Вознесенский не упоминает слово «проститутка», потому что недалекому цензору стало бы все понятно. Он путает его, говоря о девушке. На самом деле здесь речь идет о двух девушках – одна, о которой он читает стихи, а другая, которая слушает о первой. Это «вторая» имеет свое ремесло, которое не упоминается. Слова ее не воспроизведены, потому что нецензурные. Она «с челкой и пудрой в сантиметр». Ее общество – это «малаховские ребята» (Малаховка соответствует лондонскому Сохо, где собираются жулики, воры и проститутки всей страны).
Заключение Вознесенского необычное и храброе.

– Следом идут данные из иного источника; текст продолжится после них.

//! Narrow interface to the page-erase serial flash chip.
//!
//! The chip exposes two SRAM staging buffers. Data is written into a buffer at
//! a byte offset and then committed to a page as one erase + program
//! operation; reads go the other way, copying a page into a buffer first.
//! Chip select is owned by the implementation and framed around each call,
//! like an `embedded_hal::spi::SpiDevice` transaction.

use embedded_hal::delay::DelayNs;

use super::MAX_PAGE_INDEX;
use crate::error::WaitError;

/// Ready bit of the status register
pub const STATUS_READY: u8 = 0x80;

/// One of the chip's two staging buffers.
#[derive(Debug, Clone, Copy, PartialEq, Eq)]
pub enum StagingBuffer {
    One = 1,
    Two = 2,
}

impl StagingBuffer {
    /// The buffer that is not `self`.
    pub const fn other(self) -> Self {
        match self {
            Self::One => Self::Two,
            Self::Two => Self::One,
        }
    }

    pub const fn index(self) -> usize {
        match self {
            Self::One => 0,
            Self::Two => 1,
        }
    }
}

pub trait BlockDevice {
    type Error: core::fmt::Debug;

    /// Highest valid page index on this device
    fn last_page(&self) -> u16 {
        MAX_PAGE_INDEX
    }

    /// Writes `bytes` into a staging buffer starting at `offset`.
    fn buffer_write(
        &mut self,
        buffer: StagingBuffer,
        offset: u16,
        bytes: &[u8],
    ) -> Result<(), Self::Error>;

    /// Fills `out` from a staging buffer starting at `offset`.
    fn buffer_read(
        &mut self,
        buffer: StagingBuffer,
        offset: u16,
        out: &mut [u8],
    ) -> Result<(), Self::Error>;

    /// Erases `page` and programs it with the buffer contents.
    fn commit_buffer_to_page(
        &mut self,
        buffer: StagingBuffer,
        page: u16,
    ) -> Result<(), Self::Error>;

    /// Copies `page` into a staging buffer.
    fn load_page_to_buffer(
        &mut self,
        buffer: StagingBuffer,
        page: u16,
    ) -> Result<(), Self::Error>;

    fn read_status(&mut self) -> Result<u8, Self::Error>;

    /// Spins on the status register until the ready bit is set.
    ///
    /// There is no timeout; the stall is bounded by the chip's page
    /// erase-and-program time.
    fn wait_ready(&mut self) -> Result<u8, Self::Error> {
        loop {
            let status = self.read_status()?;
            if status & STATUS_READY == STATUS_READY {
                return Ok(status);
            }
        }
    }
}

/// Bounded variant of [`BlockDevice::wait_ready`].
///
/// Polls every `poll_us` microseconds and gives up once `timeout_us` has
/// elapsed without the ready bit.
pub fn wait_ready_timeout<D, T>(
    device: &mut D,
    delay: &mut T,
    poll_us: u32,
    timeout_us: u32,
) -> Result<u8, WaitError<D::Error>>
where
    D: BlockDevice,
    T: DelayNs,
{
    let poll_us = poll_us.max(1);
    let mut waited: u32 = 0;

    loop {
        let status = device.read_status().map_err(WaitError::Device)?;
        if status & STATUS_READY == STATUS_READY {
            return Ok(status);
        }
        if waited >= timeout_us {
            return Err(WaitError::Timeout(timeout_us));
        }
        delay.delay_us(poll_us);
        waited = waited.saturating_add(poll_us);
    }
}

#[cfg(test)]
mod tests {
    use super::*;
    use crate::storage::ram_flash::RamFlash;

    struct CountingDelay {
        total_us: u32,
    }

    impl DelayNs for CountingDelay {
        fn delay_ns(&mut self, ns: u32) {
            self.total_us += ns / 1000;
        }

        fn delay_us(&mut self, us: u32) {
            self.total_us += us;
        }
    }

    #[test]
    fn test_staging_buffers_alternate() {
        assert_eq!(StagingBuffer::One.other(), StagingBuffer::Two);
        assert_eq!(StagingBuffer::Two.other(), StagingBuffer::One);
        assert_eq!(StagingBuffer::Two as u8, 2);
    }

    #[test]
    fn test_wait_ready_returns_after_busy_polls() {
        let mut flash = RamFlash::new(4);
        flash.set_busy_polls(3);

        let status = flash.wait_ready().unwrap();
        assert_eq!(status & STATUS_READY, STATUS_READY);
        assert_eq!(flash.status_reads(), 4);
    }

    #[test]
    fn test_wait_ready_timeout_gives_up() {
        let mut flash = RamFlash::new(4);
        flash.set_busy_polls(u32::MAX);
        let mut delay = CountingDelay { total_us: 0 };

        let result = wait_ready_timeout(&mut flash, &mut delay, 100, 1_000);
        assert_eq!(result, Err(WaitError::Timeout(1_000)));
        assert_eq!(delay.total_us, 1_000);
    }

    #[test]
    fn test_wait_ready_timeout_succeeds_within_bound() {
        let mut flash = RamFlash::new(4);
        flash.set_busy_polls(2);
        let mut delay = CountingDelay { total_us: 0 };

        let status = wait_ready_timeout(&mut flash, &mut delay, 100, 1_000).unwrap();
        assert_eq!(status & STATUS_READY, STATUS_READY);
        assert_eq!(delay.total_us, 200);
    }
}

Для Вознесенского эта проститутка лучше любой «честной» девушки, она чище идеализированной Беатриче.
Такого утверждения еще не сделали ни Евтушенко, ни Мартынов, ни Соснора, ни любой другой советский поэт.
Партия послала Вознесенского в Сибирь, познакомиться поближе с великими стройками коммунизма, с доменными печами и прочее.
Вознесенский выполнил задание частично, он подошел вплотную к объектам первой важности: это были голые сибирские бабы (см. «Сибирские бани»).
До Вознесенского советский читатель привык считать мастера спорта, как героя партии, которого нужно уважать чуть ли не как Бога.
Когда же Вознесенский встретил впервые мастера спорта Н. Андросову, он тут же смекнул, что спорт бывает разный. Зачем красивой женщине быть в вертикальном положении, когда многие предпочитали бы ее в горизонтальном («Я к ней вламываюсь в антракте. Научи, говорю, горизонту… А она молчит, амазонка… А глаза полны такой – горизонтальной тоской»).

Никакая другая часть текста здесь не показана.